Sejumlah nara sumber telah diundang untuk memberikan pengayaan mengenai isu perubahan iklim di dunia dan Indonesia, termasuk:
  1. Drs. Sudariyono (Deputi Bidang Pelestarian Lingkungan, Kementerian LH); -> Kesiapan institusi pemerintah RI dalam implementasi Protokol Kyoto.
  2. Prof. Dr. Daniel Murdiyarso (Pengajar IPB, Peneliti CIFOR, Penulis 3 buku mengenai Konvensi Perubahan Iklim, Protokol Kyoto dan Mekanisme Pembangunan Bersih); -> Sejarah dan peluang implementasi Protokol Kyoto di Indonesia.
  3. Dr. Rizaldi Boer (Pengajar IPB, Pakar CDM Kehutanan); -> Aspek teknis penunjang implementasi Protokol Kyoto di Indonesia.

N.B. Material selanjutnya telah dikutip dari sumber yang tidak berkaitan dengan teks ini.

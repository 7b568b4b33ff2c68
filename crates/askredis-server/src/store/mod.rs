pub mod handle;
pub mod memory;
pub mod redis;

use async_trait::async_trait;
use thiserror::Error;

pub use self::handle::StoreHandle;
pub use self::memory::MemoryStore;
pub use self::redis::RedisStore;

#[derive(Debug, Error)]
pub enum StoreError {
    #[error("redis: {0}")]
    Redis(#[from] ::redis::RedisError),

    #[error("store not provisioned")]
    NotProvisioned,

    #[error("store closed")]
    Closed,

    #[error("store unavailable: {0}")]
    Unavailable(String),
}

/// The two lookups the modules need, plus a reachability check.
///
/// Implementations must be safe to share across concurrent requests.
#[async_trait]
pub trait LookupStore: Send + Sync {
    /// `SISMEMBER key member`
    async fn is_member(&self, key: &str, member: &str) -> Result<bool, StoreError>;

    /// `EXISTS key`
    async fn exists(&self, key: &str) -> Result<bool, StoreError>;

    /// `PING`
    async fn ping(&self) -> Result<(), StoreError>;
}
impl MembershipSettings {
    /// Apply directives on top of the defaults.
    ///
    /// Directives without a value are skipped, and an empty value resets the
    /// setting to its default.
    pub fn from_directives(directives: &[Directive]) -> Result<Self, ConfigError> {
        let mut s = Self::default();
        for d in directives {
            let Some(value) = d.value() else {
                continue;
            };
            match d.name.as_str() {
                "host" => s.host = non_empty_or(value, DEFAULT_REDIS_HOST),
                "port" => s.port = parse_port(value, d.line)?,
                "db" => s.db = parse_db(value),
                "key" => {
                    if !value.is_empty() {
                        s.key = value.to_owned();
                    }
                }
                other => debug!(directive = other, line = d.line, "ignoring unknown directive"),
            }
        }
        Ok(s)
    }

    pub fn validate(&self) -> Result<(), ConfigError> {
        if self.key.is_empty() {
            return Err(ConfigError::EmptyKey);
        }
        Ok(())
    }

    /// `host:port` of the Redis server, for logs.
    pub fn address(&self) -> String {
        format_address(&self.host, self.port)
    }

    pub fn connection_info(&self) -> ConnectionInfo {
        ConnectionInfo {
            addr: ConnectionAddr::Tcp(self.host.clone(), self.port),
            redis: RedisConnectionInfo {
                db: self.db,
                ..Default::default()
            },
        }
    }
}

// ── Permission ───────────────────────────────────────────────────────────────

/// Settings for the `permission redis` on-demand TLS module.
#[derive(Clone, PartialEq, Eq, Serialize, Deserialize)]
#[serde(default)]
pub struct PermissionSettings {
    /// `host:port` (or `[v6]:port`) of the Redis server.
    pub address: String,
    pub username: String,
    pub password: Option<String>,
    pub db: i64,
    /// Prepended to the normalized hostname to form the lookup key.
    pub prefix: String,
}

impl Default for PermissionSettings {
    fn default() -> Self {
        Self {
            address: DEFAULT_REDIS_ADDRESS.into(),
            username: DEFAULT_REDIS_USERNAME.into(),
            password: None,
            db: DEFAULT_REDIS_DB,
            prefix: String::new(),
        }
    }
}
use std::net::SocketAddr;
use std::sync::Arc;

use anyhow::{Context, Result};
use axum::{routing::get, Router};
use tower_http::trace::TraceLayer;
use tracing::info;

use crate::{
    config::Config,
    handlers::{ask, health, permission},
    membership::AskRedis,
    permission::PermissionByRedis,
    AppState,
};

pub struct ServerConfig {
    pub host: String,
    pub port: u16,
    pub config: Config,
}

/// Validate `cfg`, then build and provision every configured module.
///
/// A failed permission provision (unreachable Redis) is fatal and releases
/// anything already provisioned.
pub async fn provision(cfg: &Config) -> Result<AppState> {
    cfg.validate().context("invalid config")?;

    let mut state = AppState::default();

    if let Some(settings) = &cfg.ask_redis {
        let module = AskRedis::new(settings.clone()).context("ask_redis")?;
        module
            .provision()
            .await
            .with_context(|| format!("provision {}", AskRedis::ID))?;
        state.ask_redis = Some(Arc::new(module));
    }

    if let Some(settings) = &cfg.permission {
        let module = PermissionByRedis::new(settings.clone()).context("permission redis")?;
        if let Err(e) = module.provision().await {
            cleanup(&state).await;
            return Err(e.context(format!("provision {}", PermissionByRedis::ID)));
        }
        state.permission = Some(Arc::new(module));
    }

    Ok(state)
}

/// Release every module's store handle.
pub async fn cleanup(state: &AppState) {
    if let Some(m) = &state.ask_redis {
        m.cleanup().await;
    }
    if let Some(m) = &state.permission {
        m.cleanup().await;
    }
}

pub fn router(state: AppState) -> Router {
    let mut app = Router::new().route("/health", get(health));

    if state.ask_redis.is_some() {
        app = app.route("/ask", get(ask));
    }
    if state.permission.is_some() {
        app = app.route("/permission", get(permission));
    }

    app.with_state(state).layer(TraceLayer::new_for_http())
}

pub async fn run(cfg: ServerConfig) -> Result<()> {
    let state = provision(&cfg.config).await?;
    let app = router(state.clone());

    let addr: SocketAddr = format!("{}:{}", cfg.host, cfg.port)
        .parse()
        .context("invalid host/port")?;

    info!(
        %addr,
        ask_redis = state.ask_redis.is_some(),
        permission = state.permission.is_some(),
        "askredis server listening"
    );
    let listener = tokio::net::TcpListener::bind(addr)
        .await
        .context("bind listener")?;

    let served = axum::serve(listener, app)
        .with_graceful_shutdown(shutdown_signal())
        .await
        .context("server error");

    cleanup(&state).await;
    info!("askredis server stopped");
    served
}

async fn shutdown_signal() {
    let ctrl_c = async {
        if let Err(e) = tokio::signal::ctrl_c().await {
            tracing::warn!(error = %e, "failed to listen for ctrl-c");
            std::future::pending::<()>().await;
        }
    };

    #[cfg(unix)]
    let terminate = async {
        match tokio::signal::unix::signal(tokio::signal::unix::SignalKind::terminate()) {
            Ok(mut sig) => {
                sig.recv().await;
            }
            Err(e) => {
                tracing::warn!(error = %e, "failed to listen for SIGTERM");
                std::future::pending::<()>().await;
            }
        }
    };

    #[cfg(not(unix))]
    let terminate = std::future::pending::<()>();

    tokio::select! {
        _ = ctrl_c => {},
        _ = terminate => {},
    }
    info!("shutdown signal received");
}
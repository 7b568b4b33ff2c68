//! Tokenizer and block parser for the directive config format.
//!
//! ```text
//! ask_redis {
//!     host 127.0.0.1
//!     key  domains
//! }
//!
//! permission redis {
//!     address  "10.0.0.5:6379"
//!     prefix   certificates/   # trailing comment
//! }
//! ```

use super::ConfigError;

/// A single `name [args...]` line inside a block.
#[derive(Debug, Clone, PartialEq, Eq)]
pub struct Directive {
    pub name: String,
    pub args: Vec<String>,
    pub line: usize,
}

impl Directive {
    /// First argument, if any.
    pub fn value(&self) -> Option<&str> {
        self.args.first().map(String::as_str)
    }
}

/// A top-level `name [args...] { ... }` block.
#[derive(Debug, Clone, PartialEq, Eq)]
pub struct Block {
    pub name: String,
    pub args: Vec<String>,
    pub directives: Vec<Directive>,
    pub line: usize,
}

#[derive(Debug, Clone, PartialEq, Eq)]
enum Token {
    Word(String),
    Open,
    Close,
}

fn syntax(line: usize, message: impl Into<String>) -> ConfigError {
    ConfigError::Syntax {
        line,
        message: message.into(),
    }
}

/// Split one line into tokens. Quoted words keep their whitespace and never
/// count as braces or comments.
fn tokenize_line(text: &str, line: usize) -> Result<Vec<Token>, ConfigError> {
    let mut tokens = Vec::new();
    let mut chars = text.chars().peekable();

    while let Some(&c) = chars.peek() {
        if c.is_whitespace() {
            chars.next();
            continue;
        }
        if c == '#' {
            break;
        }
        if c == '"' {
            chars.next();
            let mut word = String::new();
            let mut closed = false;
            while let Some(c) = chars.next() {
                match c {
                    '"' => {
                        closed = true;
                        break;
                    }
                    '\\' => match chars.next() {
                        Some(escaped @ ('"' | '\\')) => word.push(escaped),
                        Some(other) => {
                            word.push('\\');
                            word.push(other);
                        }
                        None => word.push('\\'),
                    },
                    other => word.push(other),
                }
            }
            if !closed {
                return Err(syntax(line, "unterminated quoted string"));
            }
            tokens.push(Token::Word(word));
            continue;
        }

        let mut word = String::new();
        while let Some(&c) = chars.peek() {
            if c.is_whitespace() || c == '"' {
                break;
            }
            word.push(c);
            chars.next();
        }
        tokens.push(match word.as_str() {
            "{" => Token::Open,
            "}" => Token::Close,
            _ => Token::Word(word),
        });
    }

    Ok(tokens)
}

/// Parse directive text into its top-level blocks, in source order.
pub fn parse(text: &str) -> Result<Vec<Block>, ConfigError> {
    let mut blocks = Vec::new();
    let mut current: Option<Block> = None;

    for (idx, raw) in text.lines().enumerate() {
        let line = idx + 1;
        let mut tokens = tokenize_line(raw, line)?;
        if tokens.is_empty() {
            continue;
        }

        let closes = tokens.last() == Some(&Token::Close);
        if closes {
            tokens.pop();
        }
        let opens = tokens.last() == Some(&Token::Open);
        if opens {
            tokens.pop();
        }

        let mut words = Vec::with_capacity(tokens.len());
        for token in tokens {
            match token {
                Token::Word(w) => words.push(w),
                Token::Open | Token::Close => {
                    return Err(syntax(line, "braces must end a line"));
                }
            }
        }

        if opens {
            if current.is_some() {
                return Err(syntax(line, "nested blocks are not supported"));
            }
            let mut words = words.into_iter();
            let name = words
                .next()
                .ok_or_else(|| syntax(line, "block is missing a name"))?;
            current = Some(Block {
                name,
                args: words.collect(),
                directives: Vec::new(),
                line,
            });
        } else if !words.is_empty() {
            let block = current
                .as_mut()
                .ok_or_else(|| syntax(line, "directive outside of a block"))?;
            let mut words = words.into_iter();
            // `words` is non-empty, so there is always a name.
            if let Some(name) = words.next() {
                block.directives.push(Directive {
                    name,
                    args: words.collect(),
                    line,
                });
            }
        }

        if closes {
            if opens {
                return Err(syntax(line, "empty blocks must span two lines"));
            }
            let block = current
                .take()
                .ok_or_else(|| syntax(line, "unexpected '}'"))?;
            blocks.push(block);
        }
    }

    if let Some(block) = current {
        return Err(syntax(block.line, format!("block '{}' is never closed", block.name)));
    }

    Ok(blocks)
}
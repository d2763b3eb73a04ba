use std::collections::HashSet;

use shared_types::DstFormat;

use crate::matcher::MatchedResources;
use crate::resource::{parse_file_url, ResourceRef};

pub const CONTROL_ID_PREFIX: &str = "sparc-fuse-";

/// Compact per-file control that opens the shared flyout
#[derive(Debug, Clone, PartialEq, Eq)]
pub struct FileControl {
    pub element_id: String,
    pub anchor_index: usize,
    pub resource: ResourceRef,
}

/// Inline format strip next to the whole-dataset label
#[derive(Debug, Clone, PartialEq, Eq)]
pub struct DatasetControl {
    pub label_index: usize,
    pub resource: ResourceRef,
    pub formats: [DstFormat; 3],
}

/// Desired set of injected controls for one page state
#[derive(Debug, Clone, PartialEq, Eq, Default)]
pub struct ControlPlan {
    pub dataset: Option<DatasetControl>,
    pub files: Vec<FileControl>,
}

impl ControlPlan {
    pub fn len(&self) -> usize {
        self.files.len() + usize::from(self.dataset.is_some())
    }

    pub fn is_empty(&self) -> bool {
        self.len() == 0
    }
}

pub fn control_id(href: &str) -> String {
    format!("{CONTROL_ID_PREFIX}{href}")
}

/// Map matched resources to the controls that should exist.
///
/// Targets whose URL does not parse are dropped, and duplicate URLs collapse
/// onto the first anchor that carries them.
pub fn plan_controls(matched: &MatchedResources) -> ControlPlan {
    let mut seen = HashSet::new();
    let mut files = Vec::with_capacity(matched.file_targets.len());

    for target in &matched.file_targets {
        if !seen.insert(target.href.as_str()) {
            continue;
        }
        match parse_file_url(&target.href) {
            Ok(file) => files.push(FileControl {
                element_id: control_id(&target.href),
                anchor_index: target.anchor_index,
                resource: ResourceRef::File(file),
            }),
            Err(e) => log::debug!("skipping anchor {}: {e}", target.anchor_index),
        }
    }

    let dataset = matched.dataset_target.as_ref().map(|target| DatasetControl {
        label_index: target.label_index,
        resource: ResourceRef::Dataset {
            dataset_id: target.dataset_id.clone(),
        },
        formats: DstFormat::ALL,
    });

    ControlPlan { dataset, files }
}
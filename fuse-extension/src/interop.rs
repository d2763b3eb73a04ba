use js_sys::{Array, Uint8Array};
use wasm_bindgen::prelude::*;
use wasm_bindgen::JsCast;
use web_sys::{window, Blob, HtmlAnchorElement, Url};

use crate::client::ArtifactSink;
use crate::dom::OWNER_ATTR;
use crate::error::ConversionError;

/// Current page scroll offsets `(x, y)`
pub fn scroll_offsets() -> (f64, f64) {
    let Some(window) = window() else {
        return (0.0, 0.0);
    };
    (
        window.scroll_x().unwrap_or(0.0),
        window.scroll_y().unwrap_or(0.0),
    )
}

/// Offer `bytes` to the user as a download named `filename`.
///
/// Goes through a temporary object URL and a synthetic `<a download>` click;
/// both are released before returning.
pub fn save_bytes(bytes: &[u8], filename: &str) -> Result<(), JsValue> {
    let window = window().ok_or_else(|| JsValue::from_str("no global `window` exists"))?;
    let document = window
        .document()
        .ok_or_else(|| JsValue::from_str("no document on window"))?;
    let body = document
        .body()
        .ok_or_else(|| JsValue::from_str("document has no body"))?;

    let parts = Array::of1(&Uint8Array::from(bytes));
    let blob = Blob::new_with_u8_array_sequence(&parts)?;
    let url = Url::create_object_url_with_blob(&blob)?;

    let anchor: HtmlAnchorElement = document.create_element("a")?.dyn_into()?;
    anchor.set_attribute(OWNER_ATTR, "save")?;
    anchor.set_href(&url);
    anchor.set_download(filename);
    body.append_child(&anchor)?;
    anchor.click();
    anchor.remove();

    Url::revoke_object_url(&url)
}

/// Saves artifacts through the browser's download machinery.
#[derive(Debug, Clone, Copy, Default)]
pub struct BrowserSaver;

impl ArtifactSink for BrowserSaver {
    fn save(&self, bytes: &[u8], suggested_name: &str) -> Result<(), ConversionError> {
        save_bytes(bytes, suggested_name).map_err(|e| ConversionError::Save(format!("{e:?}")))
    }
}
use wasm_bindgen::prelude::*;
use web_sys::Document;

use super::{owned_element, STYLE_ID};

pub const FUSE_STYLES: &str = r#"
/* Per-file control */
.sparc-fuse-control {
    display: inline-flex;
    align-items: center;
    justify-content: center;
    margin-left: 0.5rem;
    padding: 0.125rem 0.5rem;
    font-size: 0.75rem;
    color: #ffffff;
    background: #3498db;
    border: none;
    border-radius: 3px;
    cursor: pointer;
}

.sparc-fuse-control:hover,
.sparc-fuse-control:focus {
    background: #2980b9;
}

/* Whole-dataset format strip */
.sparc-fuse-dataset {
    display: inline-flex;
    gap: 0.25rem;
    margin-left: 0.5rem;
    vertical-align: middle;
}

/* Shared flyout */
.sparc-fuse-flyout {
    display: none;
    position: absolute;
    z-index: 1000;
    min-width: 120px;
    background: #f1f1f1;
    box-shadow: 0 8px 16px 0 rgba(0, 0, 0, 0.2);
}

.sparc-fuse-flyout button {
    display: block;
    width: 100%;
    padding: 0.5rem 1rem;
    text-align: left;
    color: #000000;
    background: transparent;
    border: none;
    cursor: pointer;
}

.sparc-fuse-flyout button:hover {
    background: #dddddd;
}

/* Status toast */
.sparc-fuse-toast {
    position: fixed;
    right: 1rem;
    bottom: 1rem;
    z-index: 1001;
    max-width: 360px;
    padding: 0.75rem 1rem;
    border-radius: 4px;
    color: #ffffff;
    font-size: 0.875rem;
    box-shadow: 0 4px 12px rgba(0, 0, 0, 0.25);
}

.sparc-fuse-toast--success { background: #198754; }
.sparc-fuse-toast--info    { background: #0d6efd; }
.sparc-fuse-toast--warning { background: #b58100; }
.sparc-fuse-toast--danger  { background: #dc3545; }
"#;

/// Add the extension stylesheet to `<head>` unless it is already there.
pub fn install(document: &Document) -> Result<(), JsValue> {
    if document.get_element_by_id(STYLE_ID).is_some() {
        return Ok(());
    }
    let style = owned_element(document, "style", "styles")?;
    style.set_id(STYLE_ID);
    style.set_text_content(Some(FUSE_STYLES));

    match document.head() {
        Some(head) => head.append_child(&style)?,
        None => document
            .document_element()
            .ok_or_else(|| JsValue::from_str("document has no root element"))?
            .append_child(&style)?,
    };
    Ok(())
}
use shared_types::DstFormat;

use crate::resource::{ConversionRequest, ResourceRef};

/// Ownership of the single shared flyout menu.
///
/// At most one resource is active, and only while the flyout is open.
#[derive(Debug, Clone, Default, PartialEq, Eq)]
pub struct FlyoutState {
    is_open: bool,
    active: Option<ResourceRef>,
}

#[derive(Debug, Clone, Copy, PartialEq, Eq)]
pub enum FlyoutTransition {
    Opened,
    Closed,
}

/// Page coordinates for the flyout's top-left corner
#[derive(Debug, Clone, Copy, PartialEq)]
pub struct FlyoutPosition {
    pub left: f64,
    pub top: f64,
}

/// Viewport rectangle of the control that opened the flyout
#[derive(Debug, Clone, Copy, PartialEq)]
pub struct AnchorRect {
    pub left: f64,
    pub bottom: f64,
}

impl FlyoutState {
    pub fn is_open(&self) -> bool {
        self.is_open
    }

    pub fn active(&self) -> Option<&ResourceRef> {
        self.active.as_ref()
    }

    /// Activate `resource`, or close if it already owns the open flyout.
    ///
    /// Opening for a different resource takes ownership from the previous one.
    pub fn toggle(&mut self, resource: ResourceRef) -> FlyoutTransition {
        if self.is_open && self.active.as_ref() == Some(&resource) {
            self.close();
            return FlyoutTransition::Closed;
        }
        self.is_open = true;
        self.active = Some(resource);
        FlyoutTransition::Opened
    }

    pub fn close(&mut self) {
        self.is_open = false;
        self.active = None;
    }

    /// Request for the active resource in `format`; `None` while closed.
    pub fn resolve(&self, format: DstFormat) -> Option<ConversionRequest> {
        if !self.is_open {
            return None;
        }
        self.active
            .clone()
            .map(|resource| ConversionRequest::new(resource, format))
    }
}

/// The flyout hangs from the control's bottom-left corner, in page space.
pub fn anchor_position(rect: AnchorRect, scroll_x: f64, scroll_y: f64) -> FlyoutPosition {
    FlyoutPosition {
        left: rect.left + scroll_x,
        top: rect.bottom + scroll_y,
    }
}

  4. Olivia Tanujaya (PELANGI); -> Peluang pengembangan Proyek CDM di Indonesia
  5. Ir. Djuwarno (Masyarakat Energi Terbarukan Indonesia); -> Implementasi CDM bidang energi di Indonesia
Moderator : Ina Binari Pranoto (KLH)

PELAKSANA

Kegiatan workshop ini dilaksanakan oleh Departemen Kehutanan bekerjasama dengan Wetlands International - Indonesia Programme dan Wildlife Habitat Canada. Serta didukung oleh Canadian International Development Agency (CIDA) melalui Proyek Climate Change, Forest and Peatlands in Indonesia (CCFPI).